Locus-specific databases are an important source of information for diagnostic laboratories and a valued means of improving quality of genetic testing. Although increasingly frequent, databases for oligonucleotide repeat expansions are still scarce, due to factors that make them different and the building of databases much more difficult. Definition of what constitutes “the repeat” to measure is not a simple matter and correct sizing is not always straightforward. Reference ranges and penetrance classes are not easy to establish. Acceptable margins of error depend on the disease and allele-size distribution, and vary according to size range and pathogenic significance. Inter- and intralaboratorial variance is well documented and allele distribution may vary among populations.
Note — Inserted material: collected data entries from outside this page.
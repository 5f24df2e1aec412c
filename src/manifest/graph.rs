//! Package dependency graph built from the raw manifest text.
//!
//! The manifest is a script, not a data document. It contains one JSON array
//! of package entries under the `"javascript"` key, immediately followed by the
//! `"stylesheets"` key. That array is isolated with a bounded pattern and parsed
//! with `serde_json`; nothing else in the document is interpreted.
//!
//! Each entry yields one row in the [`DependencyMap`] and one in the
//! [`PackageUrlMap`]. The manifest format does not guarantee unique names, so
//! a repeated name overwrites the earlier entry (last write wins) and is
//! logged rather than rejected.

use std::collections::HashMap;
use std::sync::OnceLock;

use petgraph::algo::tarjan_scc;
use petgraph::graph::{DiGraph, NodeIndex};
use regex::Regex;
use serde::Deserialize;
use tracing::{debug, warn};

use crate::constants::{MANIFEST_ARRAY_PREFIX, MANIFEST_ARRAY_SUFFIX};
use crate::core::{ProfilerError, Result};
use crate::http::join_origin;
use crate::resolver;

/// Package name → names of the packages it depends on, in manifest order.
pub type DependencyMap = HashMap<String, Vec<String>>;

/// Package name → fully-qualified URL of its bundle.
pub type PackageUrlMap = HashMap<String, String>;

/// One package entry as listed in the manifest.
#[derive(Debug, Clone, PartialEq, Eq, Deserialize)]
pub struct PackageDescriptor {
    /// Unique package name, e.g. `content-library.js`.
    pub name: String,
    /// Path (or absolute URL) of the bundle.
    pub url: String,
    /// Names of the packages that must load first. Absent means none.
    #[serde(default)]
    pub dependencies: Vec<String>,
}

fn package_array_regex() -> &'static Regex {
    static RE: OnceLock<Regex> = OnceLock::new();
    RE.get_or_init(|| {
        let prefix = regex::escape(MANIFEST_ARRAY_PREFIX);
        let suffix = regex::escape(MANIFEST_ARRAY_SUFFIX);
        Regex::new(&format!(r"(?s){prefix}\s*:\s*(\[.*?\])\s*,\s*{suffix}"))
            .expect("package array pattern is valid")
    })
}

/// Extract and parse the package entries embedded in `manifest_text`.
///
/// # Errors
///
/// Returns [`ProfilerError::ManifestParseError`] if the bounded array cannot
/// be found or is not a JSON array of package entries.
pub fn parse_packages(manifest_text: &str) -> Result<Vec<PackageDescriptor>> {
    let fragment = package_array_regex()
        .captures(manifest_text)
        .and_then(|caps| caps.get(1))
        .ok_or_else(|| ProfilerError::ManifestParseError {
            reason: format!(
                "no package array between {MANIFEST_ARRAY_PREFIX} and {MANIFEST_ARRAY_SUFFIX}"
            ),
        })?;

    serde_json::from_str(fragment.as_str()).map_err(|e| ProfilerError::ManifestParseError {
        reason: e.to_string(),
    })
}

/// Dependency and URL lookups for every package in one manifest snapshot.
///
/// Built once per run and shared read-only by all component pipelines.
#[derive(Debug, Clone, Default)]
pub struct PackageGraph {
    dependencies: DependencyMap,
    urls: PackageUrlMap,
}

impl PackageGraph {
    /// Build the graph from raw manifest text, qualifying URLs against
    /// `host_origin`.
    pub fn from_manifest(manifest_text: &str, host_origin: &str) -> Result<Self> {
        let packages = parse_packages(manifest_text)?;
        debug!("Parsed {} package entries from manifest", packages.len());
        Ok(Self::from_packages(packages, host_origin))
    }

    /// Build the graph from already-parsed entries.
    pub fn from_packages(
        packages: impl IntoIterator<Item = PackageDescriptor>,
        host_origin: &str,
    ) -> Self {
        let mut graph = Self::default();

        for package in packages {
            let url = join_origin(host_origin, &package.url);
            if graph.dependencies.insert(package.name.clone(), package.dependencies).is_some() {
                warn!("Package '{}' is listed more than once; keeping the last entry", package.name);
            }
            graph.urls.insert(package.name, url);
        }

        graph
    }

    /// The `name → dependencies` adjacency map.
    pub fn dependencies(&self) -> &DependencyMap {
        &self.dependencies
    }

    /// The `name → url` lookup.
    pub fn urls(&self) -> &PackageUrlMap {
        &self.urls
    }

    /// URL of a single package, if the manifest lists it.
    pub fn url_of(&self, package: &str) -> Option<&str> {
        self.urls.get(package).map(String::as_str)
    }

    /// Number of packages in the manifest.
    pub fn len(&self) -> usize {
        self.dependencies.len()
    }

    /// Whether the manifest listed no packages.
    pub fn is_empty(&self) -> bool {
        self.dependencies.is_empty()
    }

    /// Transitive closure of `root` in dependency-before-dependent order.
    pub fn resolve(&self, root: &str) -> Vec<String> {
        resolver::resolve(root, &self.dependencies)
    }

    /// Map a resolved order to bundle URLs, preserving order.
    ///
    /// # Errors
    ///
    /// Returns [`ProfilerError::UnresolvedUrl`] for the first package that has
    /// no manifest entry.
    pub fn urls_for(&self, order: &[String]) -> Result<Vec<String>> {
        order
            .iter()
            .map(|name| {
                self.url_of(name).map(str::to_string).ok_or_else(|| ProfilerError::UnresolvedUrl {
                    package: name.clone(),
                })
            })
            .collect()
    }

    /// Groups of packages that depend on each other in a cycle.
    ///
    /// A well-formed manifest has none; resolution still terminates when
    /// cycles exist, but their load order is arbitrary. Each group is sorted
    /// by name, and the groups themselves are sorted for stable output.
    pub fn cycles(&self) -> Vec<Vec<String>> {
        let mut graph: DiGraph<&str, ()> = DiGraph::new();
        let mut indices: HashMap<&str, NodeIndex> = HashMap::new();

        for name in self.dependencies.keys().chain(self.dependencies.values().flatten()) {
            indices.entry(name.as_str()).or_insert_with(|| graph.add_node(name.as_str()));
        }

        for (name, deps) in &self.dependencies {
            let from = indices[name.as_str()];
            for dep in deps {
                graph.update_edge(from, indices[dep.as_str()], ());
            }
        }

        let mut cycles: Vec<Vec<String>> = tarjan_scc(&graph)
            .into_iter()
            .filter(|scc| scc.len() > 1 || graph.contains_edge(scc[0], scc[0]))
            .map(|scc| {
                let mut names: Vec<String> = scc.iter().map(|&idx| graph[idx].to_string()).collect();
                names.sort();
                names
            })
            .collect();
        cycles.sort();
        cycles
    }
}

/// Build the `(DependencyMap, PackageUrlMap)` pair for `manifest_text`.
pub fn build_graph(manifest_text: &str, host_origin: &str) -> Result<(DependencyMap, PackageUrlMap)> {
    let graph = PackageGraph::from_manifest(manifest_text, host_origin)?;
    Ok((graph.dependencies, graph.urls))
}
The spinocerebellar ataxias, used only as an example of those difficulties, are also a highly heterogeneous group, which includes loci with both pathogenic repeat expansions and point mutations or insertions/deletions. They display a variable, but often overlapping phenotype, where genotype–phenotype correlation is difficult or nonexistent. Standard (Human Genome Variation Society) nomenclature is not appropriate for oligonucleotide repeats, as established at harmonization among all EMQN (European Molecular Genetics Network) external quality assessment (EQA) schemes for “repeat disorders.” Curation of such databases is a difficult task, but one that needs to be addressed adequately and without much delay. Hum Mutat 33:1359–1365, 2012.